UN «MOUVEMENT».—LES TOMBEAUX DES HÉROS DE JUILLET AUX INNOCENTS.
Il faut aujourd’hui que je vous rende compte des aventures qui me sont arrivées pendant une course à pied que j’ai faite au marché des Innocents. Vous saurez qu’au coin de ce marché il y a une boutique, spécialement consacrée aux dames, où l’on débite tous ces objets impossibles à classer sous une dénomination quelconque, et que chez nous on appelle haberdashery, terme qui m’a été un jour expliqué par un célèbre étymologiste comme venant des deux mots français avoir d’acheter. Le magasin dont je parle, A la Mère de famille, marché des Innocents, mérite bien son nom, car il y a peu d’objets dont une femme puisse avoir besoin, qu’elle ne trouve à y acheter.
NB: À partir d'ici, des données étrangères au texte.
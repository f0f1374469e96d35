use chrono::{DateTime, SecondsFormat, Utc};
use serde::{Deserialize, Serialize};
use serde_json::{Map, Value};

/// The fixed difficulty levels a recipe can have.
pub const DIFFICULTIES: &[&str] = &["Easy", "Medium", "Hard"];

/// Whether a recipe is vegetarian or not.
#[derive(Debug, Clone, Copy, PartialEq, Eq, Default, Serialize, Deserialize)]
pub enum RecipeType {
    #[default]
    Veg,
    #[serde(rename = "Non-Veg")]
    NonVeg,
}

impl RecipeType {
    pub fn as_str(&self) -> &'static str {
        match self {
            RecipeType::Veg => "Veg",
            RecipeType::NonVeg => "Non-Veg",
        }
    }

    /// Parse the stored representation. Anything other than the two known
    /// labels is rejected so the normalizer can fall back to the default.
    pub fn parse(s: &str) -> Option<Self> {
        match s {
            "Veg" => Some(RecipeType::Veg),
            "Non-Veg" => Some(RecipeType::NonVeg),
            _ => None,
        }
    }
}

impl std::fmt::Display for RecipeType {
    fn fmt(&self, f: &mut std::fmt::Formatter<'_>) -> std::fmt::Result {
        f.write_str(self.as_str())
    }
}

/// A single star rating with optional free text, owned by one recipe.
#[derive(Debug, Clone, PartialEq, Serialize, Deserialize)]
#[serde(rename_all = "camelCase")]
pub struct Review {
    pub id: String,
    #[serde(default)]
    pub rating: u8,
    #[serde(default, skip_serializing_if = "Option::is_none")]
    pub text: Option<String>,
    #[serde(default)]
    pub created_at: String,
    /// Fields we don't know about are carried through untouched.
    #[serde(flatten)]
    pub extra: Map<String, Value>,
}

/// The persisted unit: a dish, its metadata, ingredients, steps, and
/// accumulated ratings. Serialized field names match the stored JSON
/// document (camelCase, `type` for the veg/non-veg flag).
#[derive(Debug, Clone, PartialEq, Serialize, Deserialize)]
#[serde(rename_all = "camelCase")]
pub struct Recipe {
    pub id: String,
    #[serde(default)]
    pub title: String,
    #[serde(default)]
    pub description: String,
    #[serde(default)]
    pub ingredients: Vec<String>,
    #[serde(default)]
    pub steps: Vec<String>,
    #[serde(default)]
    pub prep_time: f64,
    #[serde(default)]
    pub cook_time: f64,
    #[serde(default)]
    pub difficulty: String,
    #[serde(rename = "type", default)]
    pub recipe_type: RecipeType,
    #[serde(default)]
    pub image_url: Option<String>,
    #[serde(default)]
    pub video_url: Option<String>,
    #[serde(default)]
    pub rating: f64,
    #[serde(default)]
    pub rating_count: u32,
    /// Newest first.
    #[serde(default)]
    pub reviews: Vec<Review>,
    #[serde(default)]
    pub created_at: String,
    /// Fields we don't know about are carried through untouched.
    #[serde(flatten)]
    pub extra: Map<String, Value>,
}

impl Recipe {
    /// Creation time in epoch milliseconds; unparseable timestamps sort
    /// as epoch 0.
    pub fn created_at_millis(&self) -> i64 {
        DateTime::parse_from_rfc3339(&self.created_at)
            .map(|t| t.timestamp_millis())
            .unwrap_or(0)
    }

    pub fn total_time(&self) -> f64 {
        self.prep_time + self.cook_time
    }
}

/// Current time as an RFC 3339 timestamp with millisecond precision.
pub fn now_timestamp() -> String {
    Utc::now().to_rfc3339_opts(SecondsFormat::Millis, true)
}
//! The application controller: explicit state plus the view machine.
//!
//! Exactly one view is active at a time and every transition is driven by
//! an explicit user action. Every mutation persists the full collection
//! before the caller gets control back, so reads within a session always
//! see the latest write.

use crate::error::{AppError, StoreError};
use crate::filter::Filters;
use crate::form::{apply_draft, validate_form, RecipeForm};
use crate::rating::add_review;
use crate::store::RecipeStore;
use crate::types::{Recipe, RecipeType};
use crate::view::{project_detail, project_list, RecipeCard, RecipeDetailView};

/// The three mutually exclusive view states.
#[derive(Debug, Clone, PartialEq)]
pub enum View {
    Home,
    Detail { recipe_id: String },
    Form { form: RecipeForm },
}

pub struct App {
    store: RecipeStore,
    recipes: Vec<Recipe>,
    filters: Filters,
    view: View,
}

impl App {
    /// Load the collection (seeding if necessary) and start on the list.
    pub fn new(store: RecipeStore) -> Result<Self, StoreError> {
        let recipes = store.load()?;
        Ok(Self {
            store,
            recipes,
            filters: Filters::default(),
            view: View::Home,
        })
    }

    pub fn view(&self) -> &View {
        &self.view
    }

    pub fn recipes(&self) -> &[Recipe] {
        &self.recipes
    }

    pub fn filters(&self) -> &Filters {
        &self.filters
    }

    pub fn find(&self, recipe_id: &str) -> Option<&Recipe> {
        self.recipes.iter().find(|r| r.id == recipe_id)
    }

    // --- filters ---

    pub fn set_search(&mut self, search: &str) {
        self.filters.search = search.trim().to_string();
    }

    pub fn set_difficulty_filter(&mut self, difficulty: Option<String>) {
        self.filters.difficulty = difficulty;
    }

    pub fn set_max_prep_time(&mut self, minutes: Option<f64>) {
        self.filters.max_prep_time = minutes;
    }

    pub fn set_type_filter(&mut self, recipe_type: Option<RecipeType>) {
        self.filters.recipe_type = recipe_type;
    }

    // --- view transitions ---

    /// Home → Detail. Returns false (and stays put) for an unknown id.
    pub fn open_detail(&mut self, recipe_id: &str) -> bool {
        if self.find(recipe_id).is_none() {
            return false;
        }
        self.view = View::Detail {
            recipe_id: recipe_id.to_string(),
        };
        true
    }

    pub fn back_to_home(&mut self) {
        self.view = View::Home;
    }

    /// Home → Form with every field blank.
    pub fn open_add_form(&mut self) {
        self.view = View::Form {
            form: RecipeForm::default(),
        };
    }

    /// Detail → Form, pre-populated from the selected recipe. Returns
    /// false if no recipe is selected.
    pub fn open_edit_form(&mut self) -> bool {
        let View::Detail { recipe_id } = &self.view else {
            return false;
        };
        let Some(recipe) = self.find(recipe_id) else {
            return false;
        };
        let form = RecipeForm::for_edit(recipe);
        self.view = View::Form { form };
        true
    }

    // --- mutations ---

    /// Validate and apply the form. On success the collection is
    /// persisted and the view returns home; on validation failure nothing
    /// changes and every violation is reported.
    pub fn submit_form(&mut self, form: &RecipeForm) -> Result<(), AppError> {
        let draft = validate_form(form).map_err(AppError::Validation)?;
        apply_draft(&mut self.recipes, draft);
        self.store.save(&self.recipes)?;
        self.view = View::Home;
        Ok(())
    }

    /// Fold a review into the recipe. A missing star selection is
    /// rejected with no state change; an unknown recipe id is a silent
    /// no-op (the detail view it came from is stale).
    pub fn submit_review(
        &mut self,
        recipe_id: &str,
        stars: u8,
        text: &str,
    ) -> Result<(), AppError> {
        if !(1..=5).contains(&stars) {
            return Err(AppError::NoRatingSelected);
        }
        let Some(recipe) = self.recipes.iter_mut().find(|r| r.id == recipe_id) else {
            return Ok(());
        };
        let text = text.trim();
        let text = if text.is_empty() {
            None
        } else {
            Some(text.to_string())
        };
        add_review(recipe, stars, text);
        self.store.save(&self.recipes)?;
        Ok(())
    }

    /// Delete the recipe open in the detail view, persist, and return to
    /// the list. Returns whether anything was removed.
    pub fn delete_current(&mut self) -> Result<bool, StoreError> {
        let View::Detail { recipe_id } = &self.view else {
            return Ok(false);
        };
        let recipe_id = recipe_id.clone();
        let before = self.recipes.len();
        self.recipes.retain(|r| r.id != recipe_id);
        let removed = self.recipes.len() != before;
        if removed {
            self.store.save(&self.recipes)?;
        }
        self.view = View::Home;
        Ok(removed)
    }

    // --- projections ---

    pub fn list_view(&self) -> Vec<RecipeCard> {
        project_list(&self.recipes, &self.filters)
    }

    /// The detail projection for the currently open recipe, if any.
    pub fn detail_view(&self) -> Option<RecipeDetailView> {
        let View::Detail { recipe_id } = &self.view else {
            return None;
        };
        self.find(recipe_id).map(project_detail)
    }
}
Or je me rendais à ce lieu, où toutes les choses utiles se trouvent rassemblées, quand j’aperçus devant moi, et précisément sur le chemin que je devais suivre, une foule considérable que, dans le premier moment, je pris pour une émeute. Et, quoique plus tard ce rassemblement prit une apparence beaucoup moins inquiétante, comme j’étais seule, je me sentis plus disposée à retourner sur mes pas qu’à avancer. Je m’arrêtai un moment avant de prendre une résolution, et voyant une femme debout devant une boutique, non loin du lieu du tumulte, je me risquai à lui demander la cause qui réunissait tant de monde dans un quartier si paisible. Malheureusement la phrase dont je me servis m’attira plus de railleries que les étrangers n’ont coutume d’en souffrir de la part des Parisiens, d’ordinaire si polis. Mes paroles furent, si je me les rappelle bien, celles-ci:
«Pourriez-vous me dire, madame, ce que signifie tout ce monde?... Est-ce qu ’il y a quelque mouvement?»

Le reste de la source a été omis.